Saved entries
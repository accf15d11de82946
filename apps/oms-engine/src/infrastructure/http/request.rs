//! HTTP request types.

use serde::Deserialize;

use crate::domain::orders::value_objects::{OrderKind, OrderSide, OrderStatus};
use crate::domain::shared::{Money, Quantity, StrategyId, Symbol, Timestamp};
use crate::execution::store::{OrderQuery, SortBy, SortOrder};

/// Query-string parameters for listing orders.
#[derive(Debug, Clone, Default, Deserialize)]
pub struct ListOrdersParams {
    /// Match this symbol.
    #[serde(default)]
    pub symbol: Option<String>,
    /// Match this order type.
    #[serde(default)]
    pub order_type: Option<OrderKind>,
    /// Match this side.
    #[serde(default)]
    pub side: Option<OrderSide>,
    /// Match this status.
    #[serde(default)]
    pub status: Option<OrderStatus>,
    /// Match this strategy.
    #[serde(default)]
    pub strategy_id: Option<String>,
    /// Require this tag.
    #[serde(default)]
    pub tag: Option<String>,
    /// Created at or after.
    #[serde(default)]
    pub created_from: Option<Timestamp>,
    /// Created at or before.
    #[serde(default)]
    pub created_to: Option<Timestamp>,
    /// Minimum quantity.
    #[serde(default)]
    pub min_quantity: Option<Quantity>,
    /// Maximum quantity.
    #[serde(default)]
    pub max_quantity: Option<Quantity>,
    /// Minimum limit price.
    #[serde(default)]
    pub min_price: Option<Money>,
    /// Maximum limit price.
    #[serde(default)]
    pub max_price: Option<Money>,
    /// Sort key.
    #[serde(default)]
    pub sort_by: Option<SortBy>,
    /// Sort direction.
    #[serde(default)]
    pub sort_order: Option<SortOrder>,
    /// Page size; defaults to 100.
    #[serde(default)]
    pub limit: Option<usize>,
    /// Page offset.
    #[serde(default)]
    pub offset: Option<usize>,
}

impl ListOrdersParams {
    /// Default page size when none is requested.
    pub const DEFAULT_LIMIT: usize = 100;

    /// Convert into a store query.
    #[must_use]
    pub fn into_query(self) -> OrderQuery {
        OrderQuery {
            symbol: self.symbol.map(Symbol::new),
            kind: self.order_type,
            side: self.side,
            status: self.status,
            strategy_id: self.strategy_id.map(StrategyId::new),
            tag: self.tag,
            created_from: self.created_from,
            created_to: self.created_to,
            min_quantity: self.min_quantity,
            max_quantity: self.max_quantity,
            min_price: self.min_price,
            max_price: self.max_price,
            sort_by: self.sort_by.unwrap_or_default(),
            sort_order: self.sort_order.unwrap_or_default(),
            limit: self.limit.unwrap_or(Self::DEFAULT_LIMIT),
            offset: self.offset.unwrap_or(0),
        }
    }
}
//! Domain errors shared across bounded contexts.

use std::fmt;

/// Domain-level errors that can occur in business logic.
///
/// These errors are independent of infrastructure concerns.
#[derive(Debug, Clone, PartialEq, Eq)]
pub enum DomainError {
    /// Invalid value for a field.
    InvalidValue {
        /// Field name.
        field: String,
        /// Error message.
        message: String,
    },

    /// Aggregate invariant violated.
    InvariantViolation {
        /// Aggregate type.
        aggregate: String,
        /// Invariant that was violated.
        invariant: String,
        /// Current state description.
        state: String,
    },
}

impl fmt::Display for DomainError {
    fn fmt(&self, f: &mut fmt::Formatter<'_>) -> fmt::Result {
        match self {
            Self::InvalidValue { field, message } => {
                write!(f, "Invalid value for '{field}': {message}")
            }
            Self::InvariantViolation {
                aggregate,
                invariant,
                state,
            } => {
                write!(
                    f,
                    "Invariant violated on {aggregate}: {invariant} (state: {state})"
                )
            }
        }
    }
}

impl std::error::Error for DomainError {}

#[cfg(test)]
mod tests {
    use super::*;

    #[test]
    fn invalid_value_display() {
        let err = DomainError::InvalidValue {
            field: "quantity".to_string(),
            message: "must be positive".to_string(),
        };
        assert_eq!(
            format!("{err}"),
            "Invalid value for 'quantity': must be positive"
        );
    }

    #[test]
    fn invariant_violation_display() {
        let err = DomainError::InvariantViolation {
            aggregate: "Order".to_string(),
            invariant: "filled <= quantity".to_string(),
            state: "filled=11, quantity=10".to_string(),
        };
        let msg = format!("{err}");
        assert!(msg.contains("Order"));
        assert!(msg.contains("filled <= quantity"));
    }
}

YOUR TASK
All lines from the beginning of the entries through the line marked "pub struct ListOrdersParams" are to be output exactly; nothing else belongs in the answer.

ANSWER SPACE
repository accf15d11de82946
filename apps/oms-engine/src/infrastructure/http/request.rs
//! HTTP request types.

use serde::Deserialize;

use crate::domain::orders::value_objects::{OrderKind, OrderSide, OrderStatus};
use crate::domain::shared::{Money, Quantity, StrategyId, Symbol, Timestamp};
use crate::execution::store::{OrderQuery, SortBy, SortOrder};

/// Query-string parameters for listing orders.
#[derive(Debug, Clone, Default, Deserialize)]
pub struct ListOrdersParams {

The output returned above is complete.